El culpable tenía que ser Delaría, y no simplemente porque los otros dos estaban descartados, sino porque él supo en el momento en que mencioné el nombre del doctor que había obtenido mi información de Al-Andalus.

No sé exactamente cuánto tarda una paloma mensajera en hacer el trayecto desde Toledo a Loiola, ni cuánto tiempo estuvo esperando en el desván del convento hasta que leí el contenido de su carga, pero no sería muy distinto al tiempo transcurrido entre la captura del secuestrador y la recepción de esa noticia en Euskadi, a través del método que fuese. Es más, estoy convencido de que tardó un día menos. Mi gran error fue causado por la cortina de humo que generó nuestra investigación de las obras de arte y que nos impidió ver lo que estaba pasando delante de nuestros ojos.
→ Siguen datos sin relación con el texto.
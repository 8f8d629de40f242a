//! Number-to-name symbol table.
//!
//! Reason codes, completion codes and PCF attribute ids are looked up by
//! value. Attribute names are stored without their `MQxx_` prefix because
//! they become variable tags (`MQCA_Q_NAME` is published as `Q_NAME`).

use std::collections::HashMap;
use std::io::Cursor;
use std::sync::OnceLock;

use serde::Deserialize;

use crate::embedded;
use crate::error::{Result, SymbolError};

/// Category of a symbol row.
#[derive(Debug, Clone, Copy, PartialEq, Eq, Hash, Deserialize)]
#[serde(rename_all = "lowercase")]
pub enum SymbolKind {
    /// Plain named constant (`MQOO_OUTPUT`).
    Constant,
    /// Reason code (`MQRC_`), published under `RCMAP`.
    Reason,
    /// Completion code (`MQCC_`), published under `CCMAP`.
    Completion,
    /// PCF parameter id, published under `CAMAP`.
    Attribute,
}

impl SymbolKind {
    /// Map stem used when publishing this kind, if it has one.
    #[must_use]
    pub const fn map_name(self) -> Option<&'static str> {
        match self {
            Self::Constant => None,
            Self::Reason => Some("RCMAP"),
            Self::Completion => Some("CCMAP"),
            Self::Attribute => Some("CAMAP"),
        }
    }

    /// Lowercase label, as written in the CSV.
    #[must_use]
    pub const fn as_str(self) -> &'static str {
        match self {
            Self::Constant => "constant",
            Self::Reason => "reason",
            Self::Completion => "completion",
            Self::Attribute => "attribute",
        }
    }
}

impl std::fmt::Display for SymbolKind {
    fn fmt(&self, f: &mut std::fmt::Formatter<'_>) -> std::fmt::Result {
        f.write_str(self.as_str())
    }
}

/// One named MQ value.
#[derive(Debug, Clone, PartialEq, Eq)]
pub struct Symbol {
    pub kind: SymbolKind,
    pub name: String,
    pub value: i32,
}

impl Symbol {
    /// Name with everything up to and including the first `_` removed.
    #[must_use]
    pub fn short_name(&self) -> &str {
        strip_prefix(&self.name)
    }
}

#[derive(Debug, Deserialize)]
struct SymbolRow {
    kind: SymbolKind,
    name: String,
    value: i32,
}

/// Immutable lookup table built once from CSV data.
#[derive(Debug, Clone, Default)]
pub struct SymbolTable {
    symbols: Vec<Symbol>,
    reasons: HashMap<i32, usize>,
    completions: HashMap<i32, usize>,
    attributes: HashMap<i32, usize>,
}

impl SymbolTable {
    /// Create an empty table.
    #[must_use]
    pub fn new() -> Self {
        Self::default()
    }

    /// Parse a table from CSV text with a `kind,name,value` header.
    ///
    /// When two rows of the same kind share a value the later row wins.
    pub fn from_csv(content: &str, file: &str) -> Result<Self> {
        let mut reader = csv::ReaderBuilder::new()
            .has_headers(true)
            .trim(csv::Trim::All)
            .from_reader(Cursor::new(content.as_bytes()));

        let mut table = Self::new();
        for (index, result) in reader.deserialize::<SymbolRow>().enumerate() {
            let row = result.map_err(|source| SymbolError::CsvParse {
                file: file.to_string(),
                row: index + 2,
                source,
            })?;
            table.insert(
                Symbol {
                    kind: row.kind,
                    name: row.name,
                    value: row.value,
                },
                file,
            )?;
        }
        Ok(table)
    }

    fn insert(&mut self, symbol: Symbol, file: &str) -> Result<()> {
        if symbol.kind != SymbolKind::Constant && !symbol.name.contains('_') {
            return Err(SymbolError::MissingPrefix {
                file: file.to_string(),
                name: symbol.name,
            });
        }
        let index = self.symbols.len();
        let map = match symbol.kind {
            SymbolKind::Constant => None,
            SymbolKind::Reason => Some(&mut self.reasons),
            SymbolKind::Completion => Some(&mut self.completions),
            SymbolKind::Attribute => Some(&mut self.attributes),
        };
        if let Some(map) = map
            && let Some(previous) = map.insert(symbol.value, index)
        {
            tracing::warn!(
                file = %file,
                value = symbol.value,
                replaced = %self.symbols[previous].name,
                name = %symbol.name,
                "Duplicate symbol value, later row wins"
            );
        }
        self.symbols.push(symbol);
        Ok(())
    }

    /// Full reason-code name, e.g. `MQRC_Q_FULL`.
    #[must_use]
    pub fn reason_name(&self, value: i32) -> Option<&str> {
        self.reasons
            .get(&value)
            .map(|&index| self.symbols[index].name.as_str())
    }

    /// Full completion-code name, e.g. `MQCC_WARNING`.
    #[must_use]
    pub fn completion_name(&self, value: i32) -> Option<&str> {
        self.completions
            .get(&value)
            .map(|&index| self.symbols[index].name.as_str())
    }

    /// Attribute tag without prefix, e.g. `Q_NAME` for `MQCA_Q_NAME`.
    #[must_use]
    pub fn attribute_name(&self, value: i32) -> Option<&str> {
        self.attributes
            .get(&value)
            .map(|&index| self.symbols[index].short_name())
    }

    /// Value of a named symbol of any kind.
    #[must_use]
    pub fn value_of(&self, name: &str) -> Option<i32> {
        self.symbols
            .iter()
            .rev()
            .find(|symbol| symbol.name == name)
            .map(|symbol| symbol.value)
    }

    /// All symbols in table order.
    pub fn iter(&self) -> impl Iterator<Item = &Symbol> {
        self.symbols.iter()
    }

    /// Symbols of one kind in table order.
    pub fn of_kind(&self, kind: SymbolKind) -> impl Iterator<Item = &Symbol> {
        self.symbols.iter().filter(move |symbol| symbol.kind == kind)
    }

    #[must_use]
    pub fn len(&self) -> usize {
        self.symbols.len()
    }

    #[must_use]
    pub fn is_empty(&self) -> bool {
        self.symbols.is_empty()
    }
}

/// Drop everything up to and including the first `_`.
///
/// Names without an underscore are returned unchanged.
#[must_use]
pub fn strip_prefix(name: &str) -> &str {
    name.split_once('_').map_or(name, |(_, rest)| rest)
}

static DEFAULT_SYMBOLS: OnceLock<SymbolTable> = OnceLock::new();

/// The embedded table, parsed on first use and shared afterwards.
pub fn default_symbols() -> Result<&'static SymbolTable> {
    if let Some(table) = DEFAULT_SYMBOLS.get() {
        return Ok(table);
    }
    let table = SymbolTable::from_csv(embedded::SYMBOLS_CSV, embedded::SYMBOLS_FILE)?;
    Ok(DEFAULT_SYMBOLS.get_or_init(|| table))
}

#[cfg(test)]
mod tests {
    use super::*;

    const SAMPLE: &str = "kind,name,value\n\
                          reason,MQRC_Q_FULL,2053\n\
                          completion,MQCC_OK,0\n\
                          attribute,MQCA_Q_NAME,2016\n\
                          constant,MQOO_OUTPUT,16\n";

    #[test]
    fn test_from_csv_lookups() {
        let table = SymbolTable::from_csv(SAMPLE, "sample.csv").unwrap();
        assert_eq!(table.len(), 4);
        assert_eq!(table.reason_name(2053), Some("MQRC_Q_FULL"));
        assert_eq!(table.completion_name(0), Some("MQCC_OK"));
        assert_eq!(table.attribute_name(2016), Some("Q_NAME"));
        assert_eq!(table.value_of("MQOO_OUTPUT"), Some(16));
        assert_eq!(table.reason_name(9999), None);
    }

    #[test]
    fn test_constants_are_not_mapped() {
        let table = SymbolTable::from_csv(SAMPLE, "sample.csv").unwrap();
        assert_eq!(table.attribute_name(16), None);
        assert_eq!(table.of_kind(SymbolKind::Constant).count(), 1);
    }

    #[test]
    fn test_later_row_wins() {
        let csv = "kind,name,value\n\
                   attribute,MQCA_BASE_Q_NAME,2002\n\
                   attribute,MQCA_BASE_OBJECT_NAME,2002\n";
        let table = SymbolTable::from_csv(csv, "dup.csv").unwrap();
        assert_eq!(table.attribute_name(2002), Some("BASE_OBJECT_NAME"));
    }

    #[test]
    fn test_missing_prefix_rejected() {
        let csv = "kind,name,value\nreason,NOPREFIX,1\n";
        let err = SymbolTable::from_csv(csv, "bad.csv").unwrap_err();
        assert!(matches!(err, SymbolError::MissingPrefix { .. }));
    }

    #[test]
    fn test_bad_row_reports_line() {
        let csv = "kind,name,value\nreason,MQRC_X,abc\n";
        let err = SymbolTable::from_csv(csv, "bad.csv").unwrap_err();
        assert!(matches!(err, SymbolError::CsvParse { row: 2, .. }));
    }

    #[test]
    fn test_strip_prefix() {
        assert_eq!(strip_prefix("MQIACF_ERROR_IDENTIFIER"), "ERROR_IDENTIFIER");
        assert_eq!(strip_prefix("PLAIN"), "PLAIN");
    }
}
Mientras Cintia vigilaba a Delaría en sus oficinas, algo ocurrió que le hizo dirigirse urgentemente y mostrando un gran nerviosismo al antiguo Hospital de Basurto, y no fui capaz de darle mayor importancia. Era ridículo pensar que la venta de un cuadro tuviese algo que ver con la Consejería de Salud Pública.

Ahora estoy convencido de que Delaría se enteró de la captura del secuestrador en ese momento, y que, desconfiando de que sus teléfonos no estuviesen intervenidos, fue a informar al doctor Izaro en persona para prevenirle de la situación. Al ver que Cintia le vigilaba cerca del hospital, asumió, correctamente, que tenía algo que ver con su marido Josu, pero, incorrectamente, que supiese de su relación con el doctor Izaro.
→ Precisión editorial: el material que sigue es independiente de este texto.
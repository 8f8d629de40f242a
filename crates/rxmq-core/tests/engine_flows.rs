//! Entry points driven the way a script calls them.

use rxmq_core::{
    ConnectionContext, Engine, EngineOptions, MemoryStore, Outcome, VariableStore,
};
use rxmq_wire::constants::{MQCFT_EVENT, MQCMD_PERFM_EVENT};
use rxmq_wire::layout::{
    CompactTrigger, DeadLetterHeader, PcfBuilder, PcfHeader, TriggerMessage, build_dlh, build_tm,
    build_tmc2,
};
use rxmq_wire::{ByteOrder, fixed};

const ORDER: ByteOrder = ByteOrder::Little;

fn engine() -> Engine<'static> {
    Engine::new(EngineOptions {
        byte_order: ORDER,
        ..EngineOptions::default()
    })
    .unwrap()
}

fn args<'a>(values: &[&'a str]) -> Vec<Option<&'a [u8]>> {
    values.iter().map(|value| Some(value.as_bytes())).collect()
}

/// Store holding `data` under `IN.0` / `IN.1`.
fn input(data: &[u8]) -> MemoryStore {
    let mut store = MemoryStore::new();
    store.set_str("IN.0", &data.len().to_string());
    store.set("IN.1", data);
    store
}

fn output_vars(store: &MemoryStore) -> usize {
    store.with_prefix("OUT.").count()
}

fn assert_status(store: &MemoryStore, outcome: &Outcome) {
    for prefix in ["RXMQ.", "RXMQN."] {
        assert_eq!(
            store.get_str(&format!("{prefix}LASTRC")).unwrap(),
            outcome.status.rc.to_string()
        );
        assert_eq!(
            store.get_str(&format!("{prefix}LASTMSG")).unwrap(),
            outcome.return_string
        );
    }
}

#[test]
fn hxt_splits_dead_letter_message() {
    let dlh = DeadLetterHeader {
        reason: 2053,
        dest_q_name: fixed(b"APP.INPUT", b' '),
        ..DeadLetterHeader::default()
    };
    let mut message = build_dlh(&dlh, ORDER);
    message.extend_from_slice(b"order 42");
    let mut store = input(&message);

    let outcome = engine().hxt(&mut store, &args(&["IN.", "OUT."]));
    assert!(outcome.is_ok());
    assert_eq!(outcome.return_string, "0 0 0 RXMQHXT OK");
    assert_status(&store, &outcome);
    assert_eq!(store.get_str("OUT.0").unwrap(), "8");
    assert_eq!(store.get_str("OUT.1").unwrap(), "order 42");
    assert_eq!(store.get_str("OUT.REA").unwrap(), "2053");
    insta::assert_snapshot!(
        store.get_str("OUT.ZLIST").unwrap(),
        @"0 1 TYPE NAME REA DQM DQN ENC CCSI FORM PAT PAN PD PT"
    );
}

#[test]
fn hxt_unknown_header_leaves_output_untouched() {
    let mut store = input(b"RFH2 and then some data");
    let before = store.len();

    let outcome = engine().hxt(&mut store, &args(&["IN.", "OUT."]));
    assert_eq!(outcome.status.rc, -10);
    assert_eq!(outcome.return_string, "-10 0 0 RXMQHXT Unknown Header");
    assert_eq!(output_vars(&store), 0);
    // Only the five status variables under each prefix were added.
    assert_eq!(store.len(), before + 10);
    assert_status(&store, &outcome);
}

#[test]
fn hxt_length_cross_check() {
    let mut store = MemoryStore::new();
    store.set_str("IN.0", "300");
    store.set_str("IN.1", "DLH too short");

    let outcome = engine().hxt(&mut store, &args(&["IN.", "OUT."]));
    assert_eq!(
        outcome.return_string,
        "-14 0 0 RXMQHXT Data length is not equal to specified value"
    );

    let outcome = engine().hxt(&mut MemoryStore::new(), &args(&["IN.", "OUT."]));
    assert_eq!(outcome.return_string, "-6 0 0 RXMQHXT No input data");
}

#[test]
fn hxt_rejects_payload_longer_than_declared() {
    let mut data = build_dlh(&DeadLetterHeader::default(), ORDER);
    data.extend_from_slice(b"payload");
    let mut store = input(&data);
    store.set_str("IN.0", &(data.len() - 6).to_string());
    let before = store.len();

    let outcome = engine().hxt(&mut store, &args(&["IN.", "OUT."]));
    assert_eq!(
        outcome.return_string,
        "-14 0 0 RXMQHXT Data length is not equal to specified value"
    );
    assert_eq!(output_vars(&store), 0);
    assert_eq!(store.len(), before + 10);
}

#[test]
fn arguments_checked_before_input() {
    let engine = engine();
    let mut store = MemoryStore::new();

    let outcome = engine.event(&mut store, &args(&["IN."]));
    assert_eq!(outcome.return_string, "-1 0 0 RXMQEVNT Bad number of parms");

    let outcome = engine.event(&mut store, &[None, Some(b"OUT.".as_slice())]);
    assert_eq!(outcome.return_string, "-2 0 0 RXMQEVNT Null input stem var");

    let outcome = engine.hxt(&mut store, &args(&["IN.", ""]));
    assert_eq!(outcome.return_string, "-5 0 0 RXMQHXT Zero output stem var");
}

#[test]
fn event_decodes_queue_full() {
    let message = PcfBuilder::new(
        PcfHeader::new(MQCFT_EVENT, MQCMD_PERFM_EVENT, 2053),
        ORDER,
    )
    .string(2016, b"APP.INPUT")
    .integer(1013, 3)
    .finish();
    let mut store = input(&message);

    let outcome = engine().event(&mut store, &args(&["IN.", "OUT."]));
    assert_eq!(outcome.return_string, "0 0 0 RXMQEVNT OK");
    assert_eq!(store.get_str("OUT.TYPE").unwrap(), "EVENT");
    assert_eq!(store.get_str("OUT.NAME").unwrap(), "Q_FULL");
    assert_eq!(store.get_str("OUT.Q_NAME").unwrap(), "APP.INPUT");
    insta::assert_snapshot!(
        store.get_str("OUT.ZLIST").unwrap(),
        @"TYPE NAME REA Q_NAME ERROR_IDENTIFIER"
    );
}

#[test]
fn event_short_buffer_is_format_error() {
    let mut header = ORDER.i32_to(MQCFT_EVENT).to_vec();
    header.extend_from_slice(&[20, 0]);
    let mut store = input(&header);

    let outcome = engine().event(&mut store, &args(&["IN.", "OUT."]));
    assert_eq!(outcome.return_string, "-11 0 0 RXMQEVNT Too short for an Event");
    assert_eq!(output_vars(&store), 0);
}

#[test]
fn event_decoding_is_repeatable() {
    let message = PcfBuilder::new(
        PcfHeader::new(MQCFT_EVENT, MQCMD_PERFM_EVENT, 2053),
        ORDER,
    )
    .string(2016, b"APP.INPUT")
    .finish();

    let engine = engine();
    let mut first = input(&message);
    let mut second = input(&message);
    engine.event(&mut first, &args(&["IN.", "OUT."]));
    engine.event(&mut second, &args(&["IN.", "OUT."]));
    let first: Vec<_> = first.iter().collect();
    let second: Vec<_> = second.iter().collect();
    assert_eq!(first, second);
}

fn trigger_message() -> TriggerMessage {
    TriggerMessage {
        q_name: fixed(b"APP.INITQ", b' '),
        process_name: fixed(b"APP.PROC", b' '),
        appl_type: 6,
        ..TriggerMessage::default()
    }
}

#[test]
fn tm_from_stem_lists_seven_fields() {
    let mut store = input(&build_tm(&trigger_message(), ORDER));
    let ctx = ConnectionContext::connected("QM1");

    let outcome = engine().tm(&mut store, Some(&ctx), &args(&["IN.", "OUT."]));
    assert_eq!(outcome.return_string, "0 0 0 RXMQTM OK");
    insta::assert_snapshot!(store.get_str("OUT.ZLIST").unwrap(), @"QN PN TD AT AID ED UD");
    let compact = store.get("OUT.PL").unwrap();
    assert_eq!(compact.len(), 732);
    assert_eq!(&compact[684..687], b"QM1");
}

#[test]
fn tm_from_argument_string() {
    let compact = build_tmc2(&CompactTrigger::from_tm(&trigger_message(), b"QM2"));
    let mut store = MemoryStore::new();

    let outcome = engine().tm(
        &mut store,
        None,
        &[Some(compact.as_slice()), Some(b"OUT.".as_slice())],
    );
    assert!(outcome.is_ok());
    insta::assert_snapshot!(store.get_str("OUT.ZLIST").unwrap(), @"QN PN TD AID ED UD QM");
    assert!(store.get_str("OUT.QM").unwrap().starts_with("QM2"));
    assert!(!store.contains("OUT.PL"));
}

#[test]
fn tm_wrong_convention() {
    let mut store = MemoryStore::new();
    let tm = build_tm(&trigger_message(), ORDER);

    let outcome = engine().tm(&mut store, None, &[Some(tm.as_slice()), Some(b"OUT.".as_slice())]);
    assert_eq!(outcome.return_string, "-16 0 0 RXMQTM Header mismatch (2<>C)");
}

#[test]
fn constants_published_with_maps() {
    let mut store = MemoryStore::new();
    let outcome = engine().publish_constants(&mut store);

    assert_eq!(outcome.return_string, "0 0 0 RXMQCONS OK");
    assert!(outcome.inventory.is_none());
    assert_eq!(store.get_str("MQOO_OUTPUT").unwrap(), "16");
    assert_eq!(store.get_str("RXMQ.RCMAP.2053").unwrap(), "MQRC_Q_FULL");
    assert_eq!(store.get_str("RXMQN.CCMAP.0").unwrap(), "MQCC_OK");
    assert_eq!(store.get_str("RXMQ.CAMAP.2016").unwrap(), "Q_NAME");
}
“Su decisión fue contundente, le tendió la trampa para matarla, no me cabe la menor duda”, dije mirando a Cintia, que no parecía demasiado afectada por el peligro que había corrido. Durante el tiempo que duró mi relato, mi hermana no se movió del asiento, casi no cambió de postura y me escuchó mientras daba vueltas en su mente a todas las alternativas que aquella información le ofrecía para actuar. “Como no me cabe la menor duda de que mandó asesinar al doctor Izaro. Era la única persona que sabía de dónde obtenían a los niños por un lado, y los experimentos a los que se les sometían por el otro. Sólo él podía vincular a Delaría con sus contactos en Al-Andalus y el asesinato sistematizado de los niños secuestrados. Con su muerte existiría una banda de secuestradores, criminales todos ellos, por un lado, y un grupo de científicos, igual de criminales por el otro, pero sin un nexo de unión entre ellos”.
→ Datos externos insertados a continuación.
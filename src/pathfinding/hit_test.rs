use super::types::{NodeId, NodeKind, Point, Snapshot};
use crate::config::{ANCHOR_HIT_RADIUS, ORBITING_HIT_RADIUS, SUB_ORBITING_HIT_RADIUS};

/// Pick radius per entity group.
#[derive(Clone, Copy, Debug, PartialEq)]
pub struct HitRadii {
	/// Around each orbiting body.
	pub orbiting: f64,
	/// Around each sub-orbiting body.
	pub sub_orbiting: f64,
	/// Around the anchor.
	pub anchor: f64,
}

impl Default for HitRadii {
	fn default() -> Self {
		Self {
			orbiting: ORBITING_HIT_RADIUS,
			sub_orbiting: SUB_ORBITING_HIT_RADIUS,
			anchor: ANCHOR_HIT_RADIUS,
		}
	}
}

/// Entity under `at`, if any.
///
/// Groups are tried in a fixed order (orbiting bodies, sub-orbiting bodies,
/// then the anchor) and the first body in range wins, even when a later one
/// is closer.
pub fn hit_test(snapshot: &Snapshot, at: Point, radii: &HitRadii) -> Option<NodeId> {
	let layout = snapshot.layout();
	let kind = snapshot
		.orbiting
		.iter()
		.position(|p| p.distance(at) < radii.orbiting)
		.map(NodeKind::Orbiting)
		.or_else(|| {
			snapshot
				.sub_orbiting
				.iter()
				.position(|s| s.position.distance(at) < radii.sub_orbiting)
				.map(NodeKind::SubOrbiting)
		})
		.or_else(|| (snapshot.anchor.distance(at) < radii.anchor).then_some(NodeKind::Anchor))?;
	Some(layout.id_of(kind))
}

#[cfg(test)]
mod tests {
	use super::*;
	use crate::pathfinding::types::SubOrbiter;

	fn scene() -> Snapshot {
		Snapshot {
			orbiting: vec![Point::new(100.0, 100.0), Point::new(110.0, 100.0)],
			sub_orbiting: vec![
				SubOrbiter {
					position: Point::new(104.0, 100.0),
					owner: 0,
					orbit_radius: 40.0,
				},
				SubOrbiter {
					position: Point::new(300.0, 300.0),
					owner: 1,
					orbit_radius: 40.0,
				},
			],
			anchor: Point::new(500.0, 500.0),
		}
	}

	#[test]
	fn orbiting_bodies_take_precedence() {
		// Closest to the satellite and the second planet, but the first planet
		// is in range and listed first.
		assert_eq!(hit_test(&scene(), Point::new(105.0, 100.0), &HitRadii::default()), Some(0));
	}

	#[test]
	fn falls_through_to_sub_orbiters_then_anchor() {
		let snap = scene();
		let radii = HitRadii::default();
		assert_eq!(hit_test(&snap, Point::new(303.0, 303.0), &radii), Some(3));
		assert_eq!(hit_test(&snap, Point::new(530.0, 500.0), &radii), Some(4));
	}

	#[test]
	fn misses_return_none() {
		let radii = HitRadii::default();
		assert_eq!(hit_test(&scene(), Point::new(0.0, 0.0), &radii), None);
		// Radii are exclusive.
		assert_eq!(hit_test(&scene(), Point::new(540.0, 500.0), &radii), None);
	}
}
Terminé de hablar y, sin decir nada, Itziar se levantó y, muy seria, me dijo, “Ordenaré que detengan a Delaría inmediatamente. También intentaré que aplacen la ejecución de Irati”.

Estuve a punto de abalanzarme sobre ella para abrazarla, pero el semblante distante de su cara me lo impidió. Sin embargo, sentí que se me quitaba un gran peso de encima: había conseguido convencerla, a partir de ese momento los pesados engranajes del estado empezarían a funcionar en nuestro favor.

“Dejaré a dos policías en el descansillo. Estarán allí para evitar tu salida, pero sobre todo para protegerte. No se moverán de su puesto, ni dejarán pasar a nadie”. No utilizó ningún formulismo afectuoso para despedirse. Tampoco me extrañó. Cintia me sonrió con satisfacción. Lo habíamos conseguido: Josu se salvaría y sería puesto en libertad, las desapariciones en Al-Andalus cesarían de inmediato y sus responsables serían castigados junto al asesino de mi padre. Todo estaba bien en el mejor de los mundos posibles. Sólo teníamos que esperar y todo se resolvería.

Únicamente me extrañó que mi hermana no me hubiese requisado la pistola, quizá intuía que la tendría que utilizar. Como así fue.